Due to the first point, even when the CoSe principles are understood, they can be sometimes hard to believe. I decided to write this post to help myself and others understanding, believing and loving CoSe, by:

  1. Providing support materials (references, figures, explanations) and intuitions to get a grip on CoSe
  2. Providing computational experiments to show that it actually works
  3. Discussing some powerful implications

Still, it is worth mentioning that, since it crystalized in 2004, a wealth of divulgational resources on the topic have been written, by much more qualified people than me, and with more rigorous and comprehensive coverage, for example:

Absolutely recommended reads! There was also a lot of literature on sparse recovery prior to 2004 that led to those results. More references are also briefly presented throughout this post and at the end.

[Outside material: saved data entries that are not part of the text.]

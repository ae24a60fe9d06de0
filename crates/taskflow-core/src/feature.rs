use crate::error::{Result, TaskflowError};
use crate::id::{FeatureId, StoryId, TaskId};
use crate::io;
use crate::paths;
use crate::status::{RollupStatus, TaskStatus};
use serde::{Deserialize, Serialize};
use std::path::{Path, PathBuf};

// ---------------------------------------------------------------------------
// TaskRef
// ---------------------------------------------------------------------------

/// Lightweight task reference embedded in the story for traversal and
/// rollups. `status` always mirrors the task file; it is rewritten from the
/// task file on every mutation, never edited on its own.
#[derive(Debug, Clone, Serialize, Deserialize)]
#[serde(rename_all = "camelCase")]
pub struct TaskRef {
    pub id: TaskId,
    pub title: String,
    pub status: TaskStatus,
    #[serde(default)]
    pub dependencies: Vec<TaskId>,
    #[serde(default)]
    pub is_intermittent: bool,
}

// ---------------------------------------------------------------------------
// Story
// ---------------------------------------------------------------------------

#[derive(Debug, Clone, Serialize, Deserialize)]
#[serde(rename_all = "camelCase")]
pub struct Story {
    pub id: StoryId,
    pub title: String,
    pub status: RollupStatus,
    #[serde(default)]
    pub tasks: Vec<TaskRef>,
}

impl Story {
    pub fn task(&self, id: TaskId) -> Option<&TaskRef> {
        self.tasks.iter().find(|t| t.id == id)
    }

    pub fn task_mut(&mut self, id: TaskId) -> Option<&mut TaskRef> {
        self.tasks.iter_mut().find(|t| t.id == id)
    }
}

// ---------------------------------------------------------------------------
// Feature
// ---------------------------------------------------------------------------

/// One feature file: the middle storage layer, holding every story and task
/// reference for the feature. `path` is the directory segment under `tasks/`
/// (without the leading `F`).
#[derive(Debug, Clone, Serialize, Deserialize)]
#[serde(rename_all = "camelCase")]
pub struct Feature {
    pub id: FeatureId,
    pub title: String,
    pub status: RollupStatus,
    pub path: String,
    #[serde(default)]
    pub stories: Vec<Story>,
}

impl Feature {
    // -----------------------------------------------------------------------
    // Persistence
    // -----------------------------------------------------------------------

    pub fn file_path(root: &Path, id: FeatureId, path_hint: Option<&str>) -> Result<PathBuf> {
        let dir = paths::resolve_feature_dir(root, id, path_hint)?;
        Ok(paths::feature_file(&dir, id))
    }

    pub fn load(root: &Path, id: FeatureId, path_hint: Option<&str>) -> Result<Self> {
        let path = Self::file_path(root, id, path_hint)?;
        let feature: Feature = io::read_json(&path, &format!("feature {id}"))?;
        feature.validate(&path, id)?;
        Ok(feature)
    }

    pub fn save(&self, root: &Path) -> Result<()> {
        let path = Self::file_path(root, self.id, Some(&self.path))?;
        io::write_json(&path, self)
    }

    /// Structural checks beyond what serde enforces: the file must describe
    /// the feature it was resolved for, and every embedded ID must belong to
    /// its parent.
    fn validate(&self, path: &Path, expected: FeatureId) -> Result<()> {
        let malformed = |detail: String| TaskflowError::MalformedData {
            path: path.to_path_buf(),
            detail,
        };
        if self.id != expected {
            return Err(malformed(format!(
                "feature file claims id {} but was resolved for {expected}",
                self.id
            )));
        }
        for story in &self.stories {
            if story.id.feature_id() != self.id {
                return Err(malformed(format!(
                    "story {} does not belong to feature {}",
                    story.id, self.id
                )));
            }
            for task in &story.tasks {
                if task.id.story_id() != story.id {
                    return Err(malformed(format!(
                        "task {} does not belong to story {}",
                        task.id, story.id
                    )));
                }
            }
        }
        Ok(())
    }

    // -----------------------------------------------------------------------
    // Lookups
    // -----------------------------------------------------------------------

    pub fn story(&self, id: StoryId) -> Option<&Story> {
        self.stories.iter().find(|s| s.id == id)
    }

    pub fn story_mut(&mut self, id: StoryId) -> Option<&mut Story> {
        self.stories.iter_mut().find(|s| s.id == id)
    }

    pub fn task(&self, id: TaskId) -> Option<&TaskRef> {
        self.story(id.story_id()).and_then(|s| s.task(id))
    }
}

// ---------------------------------------------------------------------------
// Tests
// ---------------------------------------------------------------------------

From compression to compressed sensing

One natural starting point is comparing CoSe with regular compression. Let’s consider a discrete signal represented by the vector $s(x) \in \mathbb{C}^{D}$ where $s(x) \neq \vec{0}~$ for $T \ll D$ values of $x$, and $0$ for the rest (i.e. $s$ is $T$-sparse), like the matrix depicted here on the left:

A sparse matrix $s(x_1, x_2) \in \mathbb{R}^{50\times50}$ (left) and its corresponding Fourier spectrogram $\vert S(k_1, k_2) \vert$ (right). White color is zero, red is positive, and blue negative. Note that the Fourier pair of a sparse signal is very non-sparse, due to the uncertainty principle.

Now, given $s$, we can compress it (i.e. store it in a way that takes less than $50\times50=2500$ entries) without any loss of information, e.g. by storing the $(x_1, x_2)$ location and value of each non-zero entry, resulting in a compressed version $\overline{s}$ with a total of 30 entries. To reconstruct $s$ from $\overline{s}$, we would just need to create a “blank” $50\times50$ matrix, and fill each of the entries matching its location and value. It is easy to see that the size of the compressed representation depends only on $T$, which is potentially much smaller than $D$.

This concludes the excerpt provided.